Office for Health Improvement and Disparities, the World Health Organization and the European Centre for Disease Prevention and Control. Together we can deliver flexibly and to schedule.
Our Patient, Public Involvement (PPI) strategy involves working with public contributors across the research cycle, from inception to dissemination, adoption and spread. Reducing health inequalities drives our research. We will involve diverse sociodemographic groups appropriate to each project; ensure PPI in our research has bidirectional benefit; offer training to facilitate meaningful involvement and engagement; monitor and evaluate to strengthen these activities and increase their effectiveness and impact. Our PPI work has been the focus of published papers, platform presentations and has won awards.

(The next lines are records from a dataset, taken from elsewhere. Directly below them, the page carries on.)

//! Client-side search predicates.
//!
//! Every list view filters what it already fetched; nothing here talks to
//! the API. A blank search term matches every record.

#[cfg(test)]
#[path = "filter_test.rs"]
mod tests;

/// Case-insensitive substring test. A blank `term` matches anything.
#[must_use]
pub fn contains_ci(haystack: &str, term: &str) -> bool {
    let term = term.trim();
    term.is_empty() || haystack.to_lowercase().contains(&term.to_lowercase())
}

/// True when any of `fields` contains `term`. Missing fields never match,
/// except that a blank term matches regardless.
#[must_use]
pub fn matches_any<'a>(term: &str, fields: impl IntoIterator<Item = Option<&'a str>>) -> bool {
    if term.trim().is_empty() {
        return true;
    }
    fields.into_iter().flatten().any(|field| contains_ci(field, term))
}
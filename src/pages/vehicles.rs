//! Fleet listing with client-side search and type filter.

#[cfg(test)]
#[path = "vehicles_test.rs"]
mod tests;

use std::sync::Arc;

use super::lifecycle::ViewCell;
use crate::net::RentalApi;
use crate::net::types::Vehicle;
use crate::state::{MissingProvider, Scope, use_api};
use crate::util::contains_ci;

/// Type filter value that matches every vehicle.
pub const ALL_TYPES: &str = "all";
const LOAD_FAILED: &str = "Could not load vehicles.";

#[derive(Debug, Clone, PartialEq)]
pub struct VehicleListState {
    pub vehicles: Vec<Vehicle>,
    pub loading: bool,
    pub error: Option<String>,
    pub search: String,
    pub kind: String,
}

impl Default for VehicleListState {
    fn default() -> Self {
        Self { vehicles: Vec::new(), loading: false, error: None, search: String::new(), kind: ALL_TYPES.to_owned() }
    }
}

impl VehicleListState {
    /// Distinct non-empty vehicle types, in the order first seen.
    #[must_use]
    pub fn types(&self) -> Vec<String> {
        let mut types: Vec<String> = Vec::new();
        for vehicle in &self.vehicles {
            if !vehicle.kind.is_empty() && !types.contains(&vehicle.kind) {
                types.push(vehicle.kind.clone());
            }
        }
        types
    }

    /// Vehicles whose name contains the search term and whose type matches
    /// the selected one.
    #[must_use]
    pub fn visible(&self) -> Vec<&Vehicle> {
        self.vehicles
            .iter()
            .filter(|v| contains_ci(&v.vehicle_name, &self.search))
            .filter(|v| self.kind == ALL_TYPES || v.kind == self.kind)
            .collect()
    }
}

pub struct VehicleListPage {
    api: Arc<dyn RentalApi>,
    cell: ViewCell<VehicleListState>,
}

impl VehicleListPage {
    /// # Errors
    ///
    /// Returns [`MissingProvider`] if `scope` lacks the API.
    pub fn new(scope: &Scope) -> Result<Self, MissingProvider> {
        Ok(Self { api: use_api(scope)?, cell: ViewCell::new(VehicleListState::default()) })
    }

    #[must_use]
    pub fn state(&self) -> VehicleListState {
        self.cell.snapshot()
    }

    pub fn unmount(&self) {
        self.cell.unmount();
    }

    pub async fn load(&self) {
        self.cell.update(|s| {
            s.loading = true;
            s.error = None;
        });
        let result = self.api.list_vehicles().await;
        self.cell.update(|s| {
            s.loading = false;
            match result {
                Ok(vehicles) => s.vehicles = vehicles,
                Err(e) => {
                    tracing::warn!(error = %e, "failed to fetch vehicles");
                    s.error = Some(e.user_message(LOAD_FAILED));
                }
            }
        });
    }

    pub fn set_search(&self, term: &str) {
        self.cell.update(|s| s.search = term.to_owned());
    }

    /// Select a vehicle type; [`ALL_TYPES`] clears the type filter.
    pub fn set_kind(&self, kind: &str) {
        self.cell.update(|s| s.kind = kind.to_owned());
    }

    pub fn clear_filters(&self) {
        self.cell.update(|s| {
            s.search.clear();
            ALL_TYPES.clone_into(&mut s.kind);
        });
    }
}
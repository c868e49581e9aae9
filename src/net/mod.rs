//! Network layer: wire types, the API client and its error type.

pub mod api;
pub mod error;
pub mod types;

pub use api::{ApiClient, RentalApi};
pub use error::ApiError;
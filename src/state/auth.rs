//! Authentication state and its single writer.
//!
//! DESIGN
//! ======
//! [`AuthContext`] owns the [`SessionStore`] and a `watch` channel holding the
//! current [`AuthState`]. Only three transitions mutate either: hydration
//! (once), `login`, and `logout`. Views hold clones of the context and read
//! or subscribe; nothing else writes the session.
//!
//! Hydration reads storage off the async executor. If `login`/`logout` runs
//! while that read is in flight, the stale read must not overwrite the newer
//! user, so each transition bumps a generation counter that hydration checks
//! before applying what it read.

#[cfg(test)]
#[path = "auth_test.rs"]
mod tests;

use std::sync::Arc;
use std::sync::atomic::{AtomicBool, AtomicU64, Ordering};

use tokio::sync::watch;

use super::session::{Session, SessionStore};
use crate::net::types::{Role, User};
use crate::storage::StorageError;

/// Snapshot of who is signed in and whether that is known yet.
#[derive(Clone, Debug, PartialEq, Eq)]
pub struct AuthState {
    pub user: Option<User>,
    pub is_loading: bool,
}

impl AuthState {
    /// State before the session has been read from storage.
    #[must_use]
    pub fn hydrating() -> Self {
        Self { user: None, is_loading: true }
    }

    #[must_use]
    pub fn is_authenticated(&self) -> bool {
        self.user.is_some()
    }

    #[must_use]
    pub fn role(&self) -> Option<Role> {
        self.user.as_ref().map(|u| u.role)
    }

    #[must_use]
    pub fn phase(&self) -> AuthPhase {
        match (&self.user, self.is_loading) {
            (_, true) => AuthPhase::Hydrating,
            (Some(user), false) => AuthPhase::Authenticated(user.clone()),
            (None, false) => AuthPhase::Anonymous,
        }
    }
}

#[derive(Clone, Debug, PartialEq, Eq)]
pub enum AuthPhase {
    Hydrating,
    Authenticated(User),
    Anonymous,
}

/// Owner of the session and the auth state. Cheap to clone.
#[derive(Clone)]
pub struct AuthContext {
    inner: Arc<AuthInner>,
}

struct AuthInner {
    session: SessionStore,
    state: watch::Sender<AuthState>,
    hydration_started: AtomicBool,
    generation: AtomicU64,
}

impl AuthContext {
    #[must_use]
    pub fn new(session: SessionStore) -> Self {
        let (state, _) = watch::channel(AuthState::hydrating());
        Self {
            inner: Arc::new(AuthInner {
                session,
                state,
                hydration_started: AtomicBool::new(false),
                generation: AtomicU64::new(0),
            }),
        }
    }

    /// Read the stored session once and leave the loading state.
    ///
    /// The read runs on its own task, so dropping this future (a timeout, a
    /// `select!`) does not strand the context in `Hydrating`. Later calls wait
    /// for that task's result instead of starting another read.
    pub async fn hydrate(&self) {
        if !self.inner.hydration_started.swap(true, Ordering::SeqCst) {
            let auth = self.clone();
            if let Err(e) = tokio::spawn(async move { auth.load_stored_session().await }).await {
                tracing::warn!(error = %e, "session hydration task failed");
                self.inner.state.send_modify(|state| state.is_loading = false);
            }
        }

        let mut rx = self.subscribe();
        if rx.wait_for(|state| !state.is_loading).await.is_err() {
            tracing::warn!("auth state closed before hydration finished");
        }
    }

    async fn load_stored_session(&self) {
        let generation = self.inner.generation.load(Ordering::SeqCst);
        let session = self.inner.session.clone();
        let stored = match tokio::task::spawn_blocking(move || session.read()).await {
            Ok(stored) => stored,
            Err(e) => {
                tracing::warn!(error = %e, "session read failed");
                None
            }
        };

        self.inner.state.send_modify(|state| {
            if self.inner.generation.load(Ordering::SeqCst) == generation {
                state.user = stored.map(|s| s.user);
            }
            state.is_loading = false;
        });
        tracing::debug!(authenticated = self.state().is_authenticated(), "session hydrated");
    }

    /// Persist a new session and become authenticated as `user`.
    ///
    /// # Errors
    ///
    /// Returns an error, without changing state, if the session cannot be
    /// persisted.
    pub fn login(&self, token: String, user: User) -> Result<(), StorageError> {
        let session = Session { token, user };
        self.inner.session.write(&session)?;
        self.inner.generation.fetch_add(1, Ordering::SeqCst);
        tracing::info!(user_id = %session.user.id, role = %session.user.role, "signed in");
        self.inner.state.send_modify(|state| state.user = Some(session.user));
        Ok(())
    }

    /// Drop the session and become anonymous. Safe to call repeatedly.
    pub fn logout(&self) {
        if let Err(e) = self.inner.session.clear() {
            tracing::warn!(error = %e, "failed to clear stored session on logout");
        }
        self.inner.generation.fetch_add(1, Ordering::SeqCst);
        let was_signed_in = self.state().is_authenticated();
        self.inner.state.send_if_modified(|state| state.user.take().is_some());
        if was_signed_in {
            tracing::info!("signed out");
        }
    }

    #[must_use]
    pub fn state(&self) -> AuthState {
        self.inner.state.borrow().clone()
    }

    #[must_use]
    pub fn user(&self) -> Option<User> {
        self.inner.state.borrow().user.clone()
    }

    #[must_use]
    pub fn phase(&self) -> AuthPhase {
        self.inner.state.borrow().phase()
    }

    /// Receiver notified on every state change.
    #[must_use]
    pub fn subscribe(&self) -> watch::Receiver<AuthState> {
        self.inner.state.subscribe()
    }

    #[must_use]
    pub fn session(&self) -> &SessionStore {
        &self.inner.session
    }
}
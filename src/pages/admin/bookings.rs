//! Booking management table: mark active bookings returned or cancelled.

#[cfg(test)]
#[path = "bookings_test.rs"]
mod tests;

use std::sync::Arc;

use super::TableState;
use crate::net::RentalApi;
use crate::net::types::{Booking, BookingStatus};
use crate::pages::lifecycle::ViewCell;
use crate::state::{MissingProvider, Scope, use_api};
use crate::util::matches_any;

#[derive(Debug, Clone, Copy, PartialEq, Eq, thiserror::Error)]
pub enum StatusChangeError {
    #[error("booking not found")]
    UnknownBooking,
    #[error("only active bookings can change status")]
    NotActive,
    #[error("bookings can only be marked returned or cancelled")]
    InvalidTarget,
}

#[derive(Debug, Clone, PartialEq, Eq)]
pub struct SetStatus {
    pub id: String,
    pub status: BookingStatus,
}

impl SetStatus {
    #[must_use]
    pub fn prompt(&self) -> String {
        format!("Update booking status to {}?", self.status)
    }
}

pub type BookingTable = TableState<Booking, SetStatus>;

/// Rows whose customer or vehicle name contains the search term. Rows
/// missing both only show for a blank search.
#[must_use]
pub fn visible(state: &BookingTable) -> Vec<&Booking> {
    state
        .rows
        .iter()
        .filter(|b| {
            matches_any(
                &state.search,
                [b.customer.as_ref().map(|c| c.name.as_str()), b.vehicle.as_ref().map(|v| v.vehicle_name.as_str())],
            )
        })
        .collect()
}

pub struct ManageBookings {
    api: Arc<dyn RentalApi>,
    cell: ViewCell<BookingTable>,
}

impl ManageBookings {
    /// # Errors
    ///
    /// Returns [`MissingProvider`] if `scope` lacks the API.
    pub fn new(scope: &Scope) -> Result<Self, MissingProvider> {
        Ok(Self { api: use_api(scope)?, cell: ViewCell::new(BookingTable::default()) })
    }

    #[must_use]
    pub fn state(&self) -> BookingTable {
        self.cell.snapshot()
    }

    pub fn unmount(&self) {
        self.cell.unmount();
    }

    pub async fn load(&self) {
        self.cell.update(BookingTable::begin_load);
        let result = self.api.list_bookings().await;
        self.cell.update(|s| {
            s.loading = false;
            match result {
                Ok(rows) => s.rows = rows,
                Err(e) => {
                    tracing::warn!(error = %e, "failed to fetch bookings");
                    s.error = Some(e.user_message("Could not load bookings."));
                }
            }
        });
    }

    pub fn set_search(&self, term: &str) {
        self.cell.update(|s| s.search = term.to_owned());
    }

    /// Ask to move active booking `id` to `status`.
    ///
    /// # Errors
    ///
    /// Rejects unknown rows, bookings that are no longer active, and targets
    /// other than `returned`/`cancelled`.
    pub fn request_status(&self, id: &str, status: BookingStatus) -> Result<(), StatusChangeError> {
        if !matches!(status, BookingStatus::Returned | BookingStatus::Cancelled) {
            return Err(StatusChangeError::InvalidTarget);
        }
        let mut outcome = Err(StatusChangeError::UnknownBooking);
        self.cell.update(|s| {
            outcome = match s.rows.iter().find(|b| b.id == id) {
                None => Err(StatusChangeError::UnknownBooking),
                Some(b) if b.status != BookingStatus::Active => Err(StatusChangeError::NotActive),
                Some(_) => {
                    s.confirm.request(SetStatus { id: id.to_owned(), status });
                    Ok(())
                }
            };
        });
        outcome
    }

    pub fn cancel(&self) {
        self.cell.update(|s| s.confirm.cancel());
    }

    /// Run the pending status change, then refetch.
    pub async fn confirm(&self) -> bool {
        let mut pending = None;
        self.cell.update(|s| pending = s.confirm.confirm());
        let Some(SetStatus { id, status }) = pending else {
            return false;
        };

        match self.api.update_booking_status(&id, status).await {
            Ok(()) => {
                tracing::info!(%id, %status, "booking status updated");
                self.load().await;
                true
            }
            Err(e) => {
                tracing::warn!(%id, error = %e, "failed to update booking");
                self.cell.update(|s| s.error = Some(e.user_message("Could not update the booking.")));
                false
            }
        }
    }
}
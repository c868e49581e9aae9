//! Display formatting for prices and dates.

#[cfg(test)]
#[path = "format_test.rs"]
mod tests;

use time::OffsetDateTime;
use time::format_description::well_known::Rfc3339;
use time::macros::format_description;

/// `$` plus two decimals.
#[must_use]
pub fn format_money(amount: f64) -> String {
    format!("${amount:.2}")
}

/// Calendar date (`YYYY-MM-DD`) of an RFC 3339 timestamp. Anything that does
/// not parse is shown as sent.
#[must_use]
pub fn display_date(raw: &str) -> String {
    OffsetDateTime::parse(raw, &Rfc3339)
        .ok()
        .and_then(|at| at.format(format_description!("[year]-[month]-[day]")).ok())
        .unwrap_or_else(|| raw.to_owned())
}
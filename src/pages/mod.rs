//! One view-model per screen.
//!
//! ARCHITECTURE
//! ============
//! A page is built from a [`Scope`](crate::state::Scope), pulling the auth
//! context and the API handle from it. Its state lives in a
//! [`lifecycle::ViewCell`]; front ends render snapshots and call the page's
//! async operations. Every page carries a loading flag and an inline error,
//! and drops responses that land after `unmount`.
//!
//! ERROR HANDLING
//! ==============
//! A failed request never escapes a page. It clears the loading flag and
//! sets the inline error to the server's `message` or a page-specific
//! fallback, leaving the action re-attemptable.

pub mod admin;
pub mod booking;
pub mod confirm;
pub mod layout;
pub mod lifecycle;
pub mod login;
pub mod profile;
pub mod register;
pub mod vehicle_details;
pub mod vehicles;

pub use admin::{AdminDashboard, AdminTab, ManageBookings, ManageUsers, ManageVehicles};
pub use booking::{BookingDraft, BookingPage};
pub use confirm::ConfirmGate;
pub use layout::{NavLink, nav_links};
pub use login::LoginPage;
pub use profile::ProfilePage;
pub use register::{RegisterForm, RegisterPage};
pub use vehicle_details::VehicleDetailsPage;
pub use vehicles::VehicleListPage;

Management and governance: We will establish an independently chaired Oversight Group comprising external experts and PPI members, and an overarching PPI Advisory Group. There will be Project-Specific PPI and Operational Groups for the delivery of each evaluation. Ethical approvals will be sought via one of the lead institutions (Nottingham, Loughborough, Lincoln) (or NHS REC as applicable).
Together with local partners we will scope out the feasibility of the evaluation and negotiate adaptations as necessary (e.g. refine the scope, clarify data availability or outcomes). We will co-produce a logic model, evaluation, dissemination and knowledge exchange plan with stakeholders, and then deliver on these. Findings will be disseminated widely and we will engage with decision makers on commissioning and policy implications.